Homework 02

Author

Peter Ralph

Published

January 12, 2026

Youth Tobacco Survey: results

This week, you will continue with the Youth Tobacco Survey (data available here).

Here is a compiled dataset from all provided years: yts_summarized.csv, that contains the following variables for each combination of year, sex, and grade:

n: sample size (i.e., number of students in this combination of age, sex, and year)
p_cig: proportion of students who report having ever tried a cigarette
p_vape: proportion of students who report having ever tried an e-cigarette
first_age: mean reported age at which students first smoked, of those who have reported smoking
num_days: mean number days on which smoked cigarettes of the past 30 days, of those who have reported smoking
p_will_smoke: proportion of students who say they will smoke a cigarette in the next year
p_harmful: proportion of students who say that they think the smoke from other people’s cigarettes is harmful to them

The compiled dataset was produced by this script: yts_summarize_data.py

Assignment: You should upload to Canvas a self-contained ipynb document, that should be readable as a report: in other words, by selecting View > Collapse All Code, I should have something that looks and reads like a report (ignoring the code).

Please make sure to address the following points.
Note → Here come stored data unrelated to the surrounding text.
//! Resolver URL construction.
//!
//! Turns a [`ResolutionRequest`] into the single URL the service expects:
//!
//! ```text
//! {base}/{encoded identifier}/{representation}[/xml]?[resolver=r1,r2][&get3d=true][&<extra options>]
//! ```
//!
//! Construction is pure and never fails. A malformed identifier simply yields
//! a URL the service will reject.

use std::borrow::Cow;

use url::form_urlencoded;

use crate::models::{QueryOptions, ResolutionRequest};

/// Default endpoint of the Chemical Identifier Resolver.
pub const API_BASE: &str = "https://cactus.nci.nih.gov/chemical/structure";

const TAUTOMERS_PREFIX: &str = "tautomers:";

/// Build the URL for `request` against `base_url`.
///
/// # Examples
///
/// ```
/// use cir_resolver::{build_url, ResolutionRequest};
///
/// let request = ResolutionRequest::new("C#N", "smiles").with_resolvers(["smiles"]);
/// assert_eq!(
///     build_url("https://cactus.nci.nih.gov/chemical/structure", &request),
///     "https://cactus.nci.nih.gov/chemical/structure/C%23N/smiles/xml?resolver=smiles"
/// );
/// ```
pub fn build_url(base_url: &str, request: &ResolutionRequest) -> String {
    let identifier: Cow<'_, str> = if request.tautomers {
        Cow::Owned(format!("{}{}", TAUTOMERS_PREFIX, request.identifier))
    } else {
        Cow::Borrowed(&request.identifier)
    };

    let mut url = format!(
        "{}/{}/{}",
        base_url.trim_end_matches('/'),
        encode_identifier(&identifier),
        request.wire_representation()
    );
    if request.xml {
        url.push_str("/xml");
    }

    let query = encode_query(&query_options(request));
    if !query.is_empty() {
        url.push('?');
        url.push_str(&query);
    }
    url
}

/// Percent-encode an identifier for the URL path.
///
/// Everything outside the unreserved set is escaped (`#` → `%23`, space →
/// `%20`, `,` → `%2C`). `/` stays literal so InChI layers keep their
/// separators.
pub fn encode_identifier(identifier: &str) -> String {
    identifier
        .split('/')
        .map(urlencoding::encode)
        .collect::<Vec<_>>()
        .join("/")
}

/// Collect the query options in wire order: `resolver`, `get3d`, then the
/// extra options in insertion order, with `format` set for file formats.
fn query_options(request: &ResolutionRequest) -> QueryOptions {
    let mut options = QueryOptions::new();
    let has_resolvers = !request.resolvers.is_empty();

    if has_resolvers {
        options.set("resolver", request.resolvers.join(","));
    }
    if request.get3d {
        options.set("get3d", true);
    }

    for (name, value) in request.options.iter() {
        let shadowed = (name == "resolver" && has_resolvers) || (name == "get3d" && request.get3d);
        if !shadowed {
            options.set(name, value.clone());
        }
    }

    if request.is_file_format() {
        options.set("format", request.representation.as_str());
    }
    options
}

fn encode_query(options: &QueryOptions) -> String {
    let mut serializer = form_urlencoded::Serializer::new(String::new());
    for (name, value) in options.iter() {
        serializer.append_pair(name, &value.to_string());
    }
    serializer.finish()
}

#[cfg(test)]
mod tests {
    use super::*;
    use crate::models::FILE_FORMATS;

    const BASE: &str = "https://cactus.nci.nih.gov/chemical/structure";

    fn url(request: &ResolutionRequest) -> String {
        build_url(BASE, request)
    }

    #[test]
    fn test_hash_is_escaped() {
        let request = ResolutionRequest::new("C#N", "smiles").with_resolvers(["smiles"]);
        assert_eq!(url(&request), format!("{}/C%23N/smiles/xml?resolver=smiles", BASE));
    }

    #[test]
    fn test_plain_request_has_no_query() {
        let request = ResolutionRequest::new("Morphine", "stdinchi");
        assert_eq!(url(&request), format!("{}/Morphine/stdinchi/xml", BASE));
    }

    #[test]
    fn test_without_xml_wrapper() {
        let request = ResolutionRequest::new("Morphine", "stdinchi").with_xml(false);
        assert_eq!(url(&request), format!("{}/Morphine/stdinchi", BASE));
    }

    #[test]
    fn test_identifier_escaping() {
        assert_eq!(encode_identifier("acetic acid"), "acetic%20acid");
        assert_eq!(encode_identifier("2,4,6-trinitrotoluene"), "2%2C4%2C6-trinitrotoluene");
        assert_eq!(encode_identifier("CC(=O)O"), "CC%28%3DO%29O");
        assert_eq!(encode_identifier("50-00-0"), "50-00-0");
        assert_eq!(encode_identifier("100%?"), "100%25%3F");
    }

    #[test]
    fn test_inchi_keeps_layer_separators() {
        assert_eq!(
            encode_identifier("InChI=1S/CH4/h1H4"),
            "InChI%3D1S/CH4/h1H4"
        );
    }

    #[test]
    fn test_resolvers_are_comma_joined() {
        let request = ResolutionRequest::new("2,4,6-trinitrotoluene", "smiles")
            .with_resolvers(["name_by_opsin", "name_by_cir"]);
        assert_eq!(
            url(&request),
            format!(
                "{}/2%2C4%2C6-trinitrotoluene/smiles/xml?resolver=name_by_opsin%2Cname_by_cir",
                BASE
            )
        );
    }

    #[test]
    fn test_get3d_and_extra_options_order() {
        let request = ResolutionRequest::new("Aspirin", "sdf")
            .with_option("width", 300)
            .with_option("frame", true)
            .with_resolvers(["name_by_cir"])
            .with_get3d(true);
        assert_eq!(
            url(&request),
            format!(
                "{}/Aspirin/sdf/xml?resolver=name_by_cir&get3d=true&width=300&frame=true",
                BASE
            )
        );
    }

    #[test]
    fn test_get3d_omitted_when_false() {
        let request = ResolutionRequest::new("Aspirin", "sdf").with_get3d(false);
        assert!(!url(&request).contains("get3d"));
    }

    #[test]
    fn test_tautomers_prefix() {
        let request = ResolutionRequest::new("warfarin", "smiles").with_tautomers(true);
        assert_eq!(url(&request), format!("{}/tautomers%3Awarfarin/smiles/xml", BASE));
    }

    #[test]
    fn test_every_file_format_targets_file_endpoint() {
        for token in FILE_FORMATS {
            let request = ResolutionRequest::new("Aspirin", *token);
            assert_eq!(
                url(&request),
                format!("{}/Aspirin/file/xml?format={}", BASE, token)
            );

            let request = ResolutionRequest::new("Aspirin", *token).with_xml(false);
            assert_eq!(url(&request), format!("{}/Aspirin/file?format={}", BASE, token));
        }
    }

    #[test]
    fn test_file_format_overrides_caller_format_option() {
        let request = ResolutionRequest::new("Aspirin", "pdb").with_option("format", "xyz");
        assert_eq!(url(&request), format!("{}/Aspirin/file/xml?format=pdb", BASE));
    }

    #[test]
    fn test_typed_fields_shadow_extra_options() {
        let request = ResolutionRequest::new("Aspirin", "smiles")
            .with_option("resolver", "ignored")
            .with_resolvers(["name_by_cir"]);
        assert_eq!(
            url(&request),
            format!("{}/Aspirin/smiles/xml?resolver=name_by_cir", BASE)
        );

        // Without typed resolvers the extra option is forwarded verbatim.
        let request = ResolutionRequest::new("Aspirin", "smiles").with_option("resolver", "cas_number");
        assert_eq!(
            url(&request),
            format!("{}/Aspirin/smiles/xml?resolver=cas_number", BASE)
        );
    }

    #[test]
    fn test_trailing_slash_on_base() {
        let request = ResolutionRequest::new("Aspirin", "smiles");
        assert_eq!(
            build_url("https://example.org/structure/", &request),
            "https://example.org/structure/Aspirin/smiles/xml"
        );
    }

    #[test]
    fn test_deterministic() {
        let request = ResolutionRequest::new("C#N", "names")
            .with_resolvers(["smiles", "name_by_cir"])
            .with_option("header", "hydrogen cyanide")
            .with_option("width", 250);
        assert_eq!(url(&request), url(&request.clone()));
    }

    #[test]
    fn test_distinct_inputs_give_distinct_urls() {
        let base = ResolutionRequest::new("Aspirin", "smiles").with_resolvers(["name_by_cir"]);
        let variants = vec![
            base.clone(),
            ResolutionRequest {
                identifier: "Aspirine".to_string(),
                ..base.clone()
            },
            ResolutionRequest {
                representation: "stdinchi".to_string(),
                ..base.clone()
            },
            base.clone().with_resolvers(["name_by_opsin"]),
            base.clone().with_resolvers(["name_by_cir", "name_by_opsin"]),
            base.clone().with_get3d(true),
            base.clone().with_tautomers(true),
            base.clone().with_xml(false),
            base.clone().with_option("width", 300),
            base.clone().with_option("width", 301),
        ];

        let urls: Vec<String> = variants.iter().map(url).collect();
        for (i, a) in urls.iter().enumerate() {
            for b in urls.iter().skip(i + 1) {
                assert_ne!(a, b);
            }
        }
    }

    #[test]
    fn test_query_values_are_form_encoded() {
        let request = ResolutionRequest::new("Aspirin", "image")
            .with_xml(false)
            .with_option("header", "acetylsalicylic acid & co");
        assert_eq!(
            url(&request),
            format!("{}/Aspirin/image?header=acetylsalicylic+acid+%26+co", BASE)
        );
    }
}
Note that some of these can be re-used (at least in part) from HW1.

an introduction describing the data: how it was collected, what it was collected for, and where it was downloaded from
a precise description of each of the variables above, and how it was extracted from the dataset
a description, including plots, of how each of the variables (other than n) differ across years, grades, and sexes
a conclusion giving the big-picture takeaways

In particular, please include the following elements:

at least one plot with ‘grade’ on the x-axis, a smoking-related variable on the y-axis, and with separate lines per year
at least one plot with values aggregated across grade and/or sex
at least one plot with separate facets by reported sex
at least one plot showing the difference in the smoking-related variable between reported sexes
identification of at least one error in the summarized dataset (this should be visible as a nonsensical pattern in the plots) and explanation of where the parsing code (summarize_data.py) went wrong

Furthermore, please:

omit points in the plots with small sample sizes (i.e., remove the noisy/unreliable categories).
label all axes, etcetera